Tres años sin trenes ni vergüenza

Hace tres años, el 7 de abril de 2015, el Ministerio de Fomento decidió cortar a la circulación de trenes el tramo entre Antequera y Granada. Por aquel entonces, el objetivo oficial de ese corte era agilizar las obras que iban a permitir la llegada de la alta velocidad a la ciudad y la duración del parón nunca iba a superar los cuatro meses; aunque la realidad marcada por unas circunstancias que continúan rodeadas de oscurantismo y engaños transformaron esos cuatro meses en seis, después en un año, más tarde en 500 días y así hasta llegar a los bochornosos tres años que Granada cumple ya incomunicada por ferrocarril. La historia de mentiras, encontronazos políticos y retrasos que se han sucedido en estos tres años cuenta aún con demasiados capítulos por aclarar.
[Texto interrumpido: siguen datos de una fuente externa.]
//! Tests for the comparison setup models.

use super::*;

fn oracle_endpoint() -> EndpointConfig {
    EndpointConfig::new(
        Dialect::Oracle,
        "ora.example.com",
        "ORCLPDB1",
        Credentials::new("scott", "tiger"),
    )
}

#[test]
fn test_dialect_from_str_accepts_aliases() {
    assert_eq!("postgres".parse::<Dialect>().unwrap(), Dialect::PostgreSql);
    assert_eq!("PostgreSQL".parse::<Dialect>().unwrap(), Dialect::PostgreSql);
    assert_eq!("mssql".parse::<Dialect>().unwrap(), Dialect::SqlServer);
    assert_eq!(" oracle ".parse::<Dialect>().unwrap(), Dialect::Oracle);
    assert!("db2".parse::<Dialect>().is_err());
}

#[test]
fn test_dialect_serde_uses_wire_names() {
    for dialect in Dialect::ALL {
        let json = serde_json::to_string(&dialect).unwrap();
        assert_eq!(json, format!("\"{}\"", dialect.as_str()));
    }
}

#[test]
fn test_default_port_never_overwrites_user_port() {
    let config = oracle_endpoint().with_port(1600).with_default_port();
    assert_eq!(config.port, Some(1600));

    let config = oracle_endpoint().with_default_port().with_default_port();
    assert_eq!(config.port, Some(1521));
}

#[test]
fn test_resolved_port_falls_back_to_dialect_default() {
    let config = EndpointConfig::new(
        Dialect::SqlServer,
        "mssql",
        "sales",
        Credentials::new("sa", "pw"),
    );
    assert_eq!(config.port, None);
    assert_eq!(config.resolved_port(), 1433);
}

#[test]
fn test_oracle_requires_schema_filter() {
    let err = oracle_endpoint().validate().unwrap_err();
    assert!(matches!(err, DbCompareError::Validation { .. }));
    assert!(err.to_string().contains("schema filter is required"));

    let err = oracle_endpoint()
        .with_schema_filter("   ")
        .validate()
        .unwrap_err();
    assert!(matches!(err, DbCompareError::Validation { .. }));

    assert!(oracle_endpoint().with_schema_filter("hr").validate().is_ok());
}

#[test]
fn test_oracle_rejects_malformed_filter() {
    let err = oracle_endpoint()
        .with_schema_filter("HR' OR '1'='1")
        .validate()
        .unwrap_err();
    assert!(err.to_string().contains("not a valid owner name"));
}

#[test]
fn test_non_oracle_filter_is_optional() {
    let config = EndpointConfig::new(
        Dialect::MySql,
        "mysql",
        "shop",
        Credentials::new("root", "pw"),
    );
    assert!(config.validate().is_ok());
}

#[test]
fn test_validate_rejects_missing_fields() {
    let mut config = oracle_endpoint().with_schema_filter("HR");
    config.host = String::new();
    assert!(config.validate().is_err());

    let config = oracle_endpoint().with_schema_filter("HR").with_port(0);
    assert!(config.validate().is_err());

    let mut config = oracle_endpoint().with_schema_filter("HR");
    config.database = " ".to_string();
    assert!(config.validate().is_err());

    let mut config = oracle_endpoint().with_schema_filter("HR");
    config.credentials = Credentials::new("", "pw");
    assert!(config.validate().is_err());
}

#[test]
fn test_normalized_filter_trims_and_uppercases() {
    let config = oracle_endpoint().with_schema_filter("  hr_app ");
    assert_eq!(config.normalized_filter().as_deref(), Some("HR_APP"));
}

#[test]
fn test_endpoint_display_omits_credentials() {
    let config = oracle_endpoint().with_schema_filter("HR").with_default_port();
    let shown = config.to_string();
    assert_eq!(shown, "oracle://ora.example.com:1521/ORCLPDB1");
    assert!(!shown.contains("tiger"));
    assert!(!format!("{config:?}").contains("tiger"));
}

#[test]
fn test_endpoint_deserializes_from_camel_case() {
    let json = r#"{
        "dbType": "postgres",
        "host": "pg.local",
        "database": "app",
        "username": "reader",
        "password": "pw",
        "schemaFilter": "public"
    }"#;
    let config: EndpointConfig = serde_json::from_str(json).unwrap();
    assert_eq!(config.dialect, Dialect::PostgreSql);
    assert_eq!(config.port, None);
    assert_eq!(config.credentials.username(), "reader");
    assert!(config.credentials.has_secret());
    assert_eq!(config.schema_filter.as_deref(), Some("public"));
}

#[test]
fn test_table_list_normalizes_and_dedupes() {
    let tables = TableList::from_names(["Users", " ORDERS ", "", "users", "Orders", "items"]);
    assert_eq!(tables.as_slice(), ["users", "orders", "items"]);
    assert_eq!(tables.len(), 3);
}

#[test]
fn test_probe_result_accessors() {
    let ok = ProbeResult::success(EndpointRole::Source);
    assert!(ok.is_success());
    assert!(ok.failure_reason().is_none());

    let failed = ProbeResult::failure(
        EndpointRole::Target,
        FailureReason::Timeout {
            operation: Operation::Probe,
            bound: Duration::from_secs(30),
        },
    );
    assert!(!failed.is_success());
    assert_eq!(failed.role(), EndpointRole::Target);
    assert!(failed.failure_reason().is_some_and(FailureReason::is_timeout));
}

#[test]
fn test_failure_reason_messages() {
    let probe_timeout = FailureReason::Timeout {
        operation: Operation::Probe,
        bound: Duration::from_secs(30),
    };
    assert_eq!(
        probe_timeout.to_string(),
        "Connection timed out. Please check your settings or try again later."
    );

    let listing_timeout = FailureReason::Timeout {
        operation: Operation::TableListing,
        bound: Duration::from_secs(30),
    };
    assert!(listing_timeout.to_string().starts_with("Loading tables timed out"));
}

#[test]
fn test_failure_reason_from_error() {
    let reason = FailureReason::from_error(&DbCompareError::validation("host cannot be empty"));
    assert_eq!(
        reason,
        FailureReason::Validation {
            detail: "host cannot be empty".to_string()
        }
    );

    let reason = FailureReason::from_error(&DbCompareError::discovery_failed(
        EndpointRole::Source,
        "fallback failed",
    ));
    assert!(matches!(reason, FailureReason::DiscoveryFailed { .. }));
}

#[test]
fn test_column_mapping_parses_legacy_key_flag() {
    let json = r#"{"sourceColumn":"ID","targetColumn":"id","iskey":true}"#;
    let mapping: ColumnMapping = serde_json::from_str(json).unwrap();
    assert!(mapping.is_key);
    assert_eq!(mapping.transformation, Transformation::None);
}

#[test]
fn test_column_mapping_custom_requires_expression() {
    let json = r#"{"sourceColumn":"a","targetColumn":"b","transformationType":"custom"}"#;
    assert!(serde_json::from_str::<ColumnMapping>(json).is_err());

    let json = r#"{"sourceColumn":"a","targetColumn":"b","transformationType":"custom","customTransformation":"SUBSTR(a,1,4)"}"#;
    let mapping: ColumnMapping = serde_json::from_str(json).unwrap();
    assert_eq!(mapping.transformation.expression(), Some("SUBSTR(a,1,4)"));

    let value = serde_json::to_value(&mapping).unwrap();
    assert_eq!(value["transformationType"], "custom");
    assert_eq!(value["customTransformation"], "SUBSTR(a,1,4)");
}

#[test]
fn test_column_mapping_rejects_unknown_transformation() {
    let json = r#"{"sourceColumn":"a","targetColumn":"b","transformationType":"reverse"}"#;
    assert!(serde_json::from_str::<ColumnMapping>(json).is_err());
}

#[test]
fn test_column_mapping_validate() {
    assert!(ColumnMapping::key("id", "id").validate().is_ok());
    assert!(ColumnMapping::new("", "id").validate().is_err());
    let blank = ColumnMapping::new("a", "b").with_transformation(Transformation::Custom(" ".into()));
    assert!(matches!(
        blank.validate(),
        Err(DbCompareError::Assembly { .. })
    ));
}

#[test]
fn test_table_mapping_keys() {
    let mapping = TableMapping::new("orders", "orders")
        .with_column(ColumnMapping::key("order_id", "id"))
        .with_column(ColumnMapping::new("total", "amount"));
    assert!(mapping.has_key());
    assert_eq!(mapping.key_columns(), vec!["order_id"]);
    assert!(!TableMapping::new("a", "a").has_key());
}

#[test]
fn test_policy_defaults() {
    let policy = ComparisonPolicy::default();
    assert!(!policy.case_sensitive());
    assert!(policy.ignore_whitespace());
    assert!(policy.ignore_nulls());
    assert!((policy.similarity_threshold() - 0.8).abs() < f64::EPSILON);
    assert!((policy.numeric_tolerance() - 0.001).abs() < f64::EPSILON);
}

#[test]
fn test_policy_rejects_out_of_range_values() {
    assert!(ComparisonPolicy::new(false, true, true, -0.1, 0.0).is_err());
    assert!(ComparisonPolicy::new(false, true, true, f64::NAN, 0.0).is_err());
    assert!(ComparisonPolicy::new(false, true, true, 0.5, -1.0).is_err());
    assert!(ComparisonPolicy::new(false, true, true, 0.5, f64::INFINITY).is_err());
    assert!(ComparisonPolicy::new(false, true, true, 0.0, 0.0).is_ok());
    assert!(ComparisonPolicy::new(false, true, true, 1.0, 10.0).is_ok());
}

#[test]
fn test_policy_deserializes_with_defaults() {
    let policy: ComparisonPolicy =
        serde_json::from_str(r#"{"caseSensitive":true,"stringSimilarityThreshold":0.95}"#)
            .unwrap();
    assert!(policy.case_sensitive());
    assert!(policy.ignore_nulls());
    assert!((policy.similarity_threshold() - 0.95).abs() < f64::EPSILON);

    assert!(serde_json::from_str::<ComparisonPolicy>(r#"{"numericTolerance":-2}"#).is_err());
}

#[test]
fn test_ticket_accepts_id_alias() {
    let ticket: ComparisonTicket = serde_json::from_str(r#"{"id":"cmp-42"}"#).unwrap();
    assert_eq!(ticket.comparison_id, "cmp-42");
}

#[test]
fn test_comparison_request_gets_unique_id() {
    let source = oracle_endpoint().with_schema_filter("HR");
    let first = ComparisonRequest::new(
        source.clone(),
        source.clone(),
        ComparisonPolicy::default(),
        vec![],
    );
    let second = ComparisonRequest::new(source.clone(), source, ComparisonPolicy::default(), vec![]);
    assert_ne!(first.request_id(), second.request_id());
}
Y es que Granada es la única ciudad que ha visto desmantelada la vía convencional de ferrocarril para la construcción de la línea de alta velocidad y que, pese a todo, más está tardando en verla hecha realidad.

Durante este tiempo ya hemos perdido hasta la cuenta de todas las promesas falsas con fechas de puesta en servicio dadas por este Gobierno; las cuatro últimas fueron la de diciembre de 2016, anunciada durante los meses anteriores a la campaña de las elecciones generales del 20 de diciembre; la del mes de febrero de 2017, informada dentro de esa campaña electoral con la intención de favorecerse en su resultado; la de otoño de 2017 cuando se comprobó que la anterior era falsa y pasando nuevamente el Ministerio a fijar el mes de febrero de 2018 como fecha definitiva. En su última visita el pasado 1 de diciembre de 2017 para anunciar el fin de las obras y el comienzo de las pruebas de seguridad (realizada, ojo, en la estación de Antequera y no en Granada), el ministro Íñigo de la Serna ya comenzó a eludir hablar de fechas de puesta en servicio utilizando como escudo las necesarias pruebas de seguridad que todos comprendemos que hay que realizar pero, ¿hasta qué punto es válido utilizar recurrentemente estas pruebas de seguridad que seguimos sin conocer en detalle como único argumento para evitar dar una fecha de entrada de la alta velocidad en Granada? ¿Acaso estas pruebas son la coraza que tapa un interés más electoralista que ciudadano para garantizar la fotografía de la inauguración de la infraestructura unas semanas antes de las próximas elecciones? En Ciudadanos tenemos informaciones que hablan ya de la fecha de abril de 2019 para la puesta en servicio de la alta velocidad en Granada, algo que de confirmarse ratificaría que el Gobierno está dispuesto a castigar un año más a esta provincia y a sus habitantes incomunicándolos por ferrocarril a cambio de esa fotografía de inauguración previa a unos comicios.

Las cifras oficiales arrojan unas pérdidas de 400 millones de euros por culpa de esta desconexión ferroviaria; una cifra que se multiplica exponencialmente si tenemos en cuenta congresos y eventos que se han dejado de celebrar en Granada por sus complicadas comunicaciones o los daños irreparables que ha hecho a la imagen que proyecta al exterior.

Granada no se merece de ninguna forma continuar siendo rehén del 'y tú más' en el que PP y PSOE la han situado históricamente. Solventadas las cuestiones técnicas que ponían en jaque la puesta en marcha del AVE, la situación actual depende ahora más de voluntades políticas y de altura de miras de quienes están al frente de los gobiernos que de cualquier otra cosa.